Asynchronous Multi-Server Federated Learning

Python 3.9 License: MIT Version

A simulation framework for Asynchronous Multi-Server Federated Learning (FL) with support for multiple aggregation strategies, client-server configurations, and dataset settings.


Requirements

Use Python 3.9 to create a virtual environment. Install required packages manually:

pip install torch==2.3.0 torchvision==0.18.0 torchaudio==2.3.0 --index-url https://download.pytorch.org/whl/cu118 torchdata==0.9.0
pip install -r requirements.txt

Problems

If you get errors you can install torchdata==0.7.1 but you'll have to make adjustment described here: Github Issue

Add to torch/utils/data/datapipes/utils/common.py on line 23.

# BC for torchdata
DILL_AVAILABLE = dill_available()

Running Experiments

Local Run

python3 -m mobilefl <experiment-name> --print  # Verbose mode
python3 -m mobilefl <experiment-name>          # Quiet mode

Example

python3 -m mobilefl example_mnist_nomad_latency_w0 --print  # Verbose mode

DAS-6 Cluster

  • Ensure conda env is installed on scratch
  • Load GPU module:
module load cuda11.2/toolkit

When you run new experiments, please check the configuration that "speed_flag" is not appeared, otherwise, you should rewrite the config file just as the example file that is shown before.
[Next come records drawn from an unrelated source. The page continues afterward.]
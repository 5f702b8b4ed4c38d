//! Generation request and result types

use std::collections::BTreeMap;
use std::fmt;
use serde::{Deserialize, Serialize};
use serde_json::Value;

use crate::profile::{Goal, Profile, UserId};

/// What the caller wants generated
#[derive(Debug, Clone, Copy, PartialEq, Eq, Hash, Serialize, Deserialize)]
#[serde(rename_all = "kebab-case")]
pub enum RequestKind
{   WorkoutPlan
  , MealPlan
  , ExerciseExplanation
  , FreeFormChat
}

impl RequestKind
{   /// Kinds whose response must decode to a JSON object
    pub fn is_structured(&self) -> bool
    {   !matches!(self, RequestKind::FreeFormChat)
    }

    pub fn as_str(&self) -> &'static str
    {   match self
        {   RequestKind::WorkoutPlan => "workout-plan"
          , RequestKind::MealPlan => "meal-plan"
          , RequestKind::ExerciseExplanation => "exercise-explanation"
          , RequestKind::FreeFormChat => "free-form-chat"
        }
    }
}

impl fmt::Display for RequestKind
{   fn fmt(&self, f: &mut fmt::Formatter<'_>) -> fmt::Result
    {   f.write_str(self.as_str())
    }
}

/// A named template variable
#[derive(Debug, Clone, PartialEq, Serialize, Deserialize)]
#[serde(untagged)]
pub enum TemplateValue
{   Number(f64)
  , Text(String)
  , List(Vec<String>)
}

impl From<&str> for TemplateValue
{   fn from(s: &str) -> Self
    {   TemplateValue::Text(s.to_string())
    }
}

impl From<String> for TemplateValue
{   fn from(s: String) -> Self
    {   TemplateValue::Text(s)
    }
}

impl From<f64> for TemplateValue
{   fn from(n: f64) -> Self
    {   TemplateValue::Number(n)
    }
}

impl From<u32> for TemplateValue
{   fn from(n: u32) -> Self
    {   TemplateValue::Number(f64::from(n))
    }
}

impl From<Vec<String>> for TemplateValue
{   fn from(items: Vec<String>) -> Self
    {   TemplateValue::List(items)
    }
}

/// Lower-cased, trimmed exercise identifier used as cache
/// and fallback key
pub fn normalize_exercise_name(name: &str) -> String
{   name.trim().to_lowercase()
}

/// User context summarised into a chat prompt
#[derive(Debug, Clone, PartialEq)]
pub struct ChatContext
{   pub name: String
  , pub goal: Option<Goal>
  , pub injuries: Vec<String>
  , pub has_active_plan: bool
}

/// The caller's intent for one pipeline run. Immutable once built.
#[derive(Debug, Clone, PartialEq)]
pub struct GenerationRequest
{   kind: RequestKind
  , variables: BTreeMap<String, TemplateValue>
  , owner: Option<UserId>
}

impl GenerationRequest
{   pub fn new(kind: RequestKind) -> Self
    {   GenerationRequest
        {   kind
          , variables: BTreeMap::new()
          , owner: None
        }
    }

    /// Set a template variable
    pub fn with(
      mut self
    , name: &str
    , value: impl Into<TemplateValue>
    ) -> Self
    {   self.variables.insert(name.to_string(), value.into());
        self
    }

    /// Identity the generated plan is persisted under
    pub fn for_owner(mut self, owner: impl Into<String>) -> Self
    {   self.owner = Some(owner.into());
        self
    }

    /// Workout plan request rendered from a stored profile
    pub fn workout_plan(profile: &Profile) -> Self
    {   let equipment = if profile.equipment.is_empty()
        {   vec!["Bodyweight".to_string()]
        } else
        {   profile.equipment.clone()
        };
        GenerationRequest::new(RequestKind::WorkoutPlan)
          .for_owner(profile.user.clone())
          .with("age", profile.age)
          .with("gender", profile.gender.to_string())
          .with("weight", profile.weight)
          .with("goal", profile.goal.to_string())
          .with("equipment", equipment)
          .with("experience", profile.activity_level.to_string())
          .with("injuries", profile.injuries.clone())
    }

    /// Meal plan request; health tags are free strings
    pub fn meal_plan(
      profile: &Profile
    , health_conditions: &[String]
    ) -> Self
    {   GenerationRequest::new(RequestKind::MealPlan)
          .for_owner(profile.user.clone())
          .with("weight", profile.weight)
          .with("goal", profile.goal.to_string())
          .with("diet", profile.dietary_preference.to_string())
          .with("health_conditions", health_conditions.to_vec())
          .with("allergies", profile.allergies.clone())
    }

    pub fn exercise_explanation(name: &str) -> Self
    {   let normalized = normalize_exercise_name(name);
        GenerationRequest::new(RequestKind::ExerciseExplanation)
          .with("exercise", normalized)
    }

    pub fn chat(context: &ChatContext, message: &str) -> Self
    {   let mut request = GenerationRequest::new(
            RequestKind::FreeFormChat
          )
          .with("message", message)
          .with("name", context.name.clone())
          .with("injuries", context.injuries.clone());
        if let Some(goal) = context.goal
        {   request = request.with("goal", goal.to_string());
        }
        if context.has_active_plan
        {   request = request.with("active_plan", "yes");
        }
        request
    }

    pub fn kind(&self) -> RequestKind
    {   self.kind
    }

    /// Normalized exercise name for explanations, however the
    /// request was built; `None` for other kinds or a blank name
    pub fn cache_key(&self) -> Option<String>
    {   if self.kind != RequestKind::ExerciseExplanation
        {   return None;
        }
        self.text("exercise")
          .map(normalize_exercise_name)
          .filter(|key| !key.is_empty())
    }

    pub fn owner(&self) -> Option<&str>
    {   self.owner.as_deref()
    }

    pub fn get(&self, name: &str) -> Option<&TemplateValue>
    {   self.variables.get(name)
    }

    pub fn text(&self, name: &str) -> Option<&str>
    {   match self.variables.get(name)
        {   Some(TemplateValue::Text(s)) => Some(s.as_str())
          , _ => None
        }
    }

    pub fn number(&self, name: &str) -> Option<f64>
    {   match self.variables.get(name)
        {   Some(TemplateValue::Number(n)) => Some(*n)
          , _ => None
        }
    }

    /// List variable; absent means empty
    pub fn list(&self, name: &str) -> &[String]
    {   match self.variables.get(name)
        {   Some(TemplateValue::List(items)) => items.as_slice()
          , _ => &[]
        }
    }
}

/// Pipeline output, owned by the caller
#[derive(Debug, Clone, PartialEq, Serialize, Deserialize)]
#[serde(tag = "type", content = "body", rename_all = "lowercase")]
pub enum GenerationResult
{   Structured(Value)
  , Text(String)
}

impl GenerationResult
{   pub fn as_structured(&self) -> Option<&Value>
    {   match self
        {   GenerationResult::Structured(v) => Some(v)
          , GenerationResult::Text(_) => None
        }
    }

    pub fn as_text(&self) -> Option<&str>
    {   match self
        {   GenerationResult::Text(t) => Some(t.as_str())
          , GenerationResult::Structured(_) => None
        }
    }
}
And also please delete the config_client_idcs.json file.

With WandB Logging

wandb login
python3 -m mobilefl example1 --print --wandb

Detached Run

nohup python3 -m mobilefl example1 --print --wandb > debug.out &

Using Scripts

bash ./runDas.sh example         # Test config
nohup bash ./runDas.sh example1 -y > debug.out &  # Confirmed run

Creating New Configurations

  1. Create folder: ./configurations/<NewConfig>

  2. Copy an existing config.json into it.

  3. Edit parameters:

    • "result_file": Output directory under ./results/
    • "name": Name of the experiment (used in paths)

Example:

./configurations/cifar10/config.json

Then run:

python3 -m mobilefl cifar10 --print

Run multiple experiments like FedAsync, MultiAsync, FedAvg by changing the "name" field and other algorithm-specific parameters.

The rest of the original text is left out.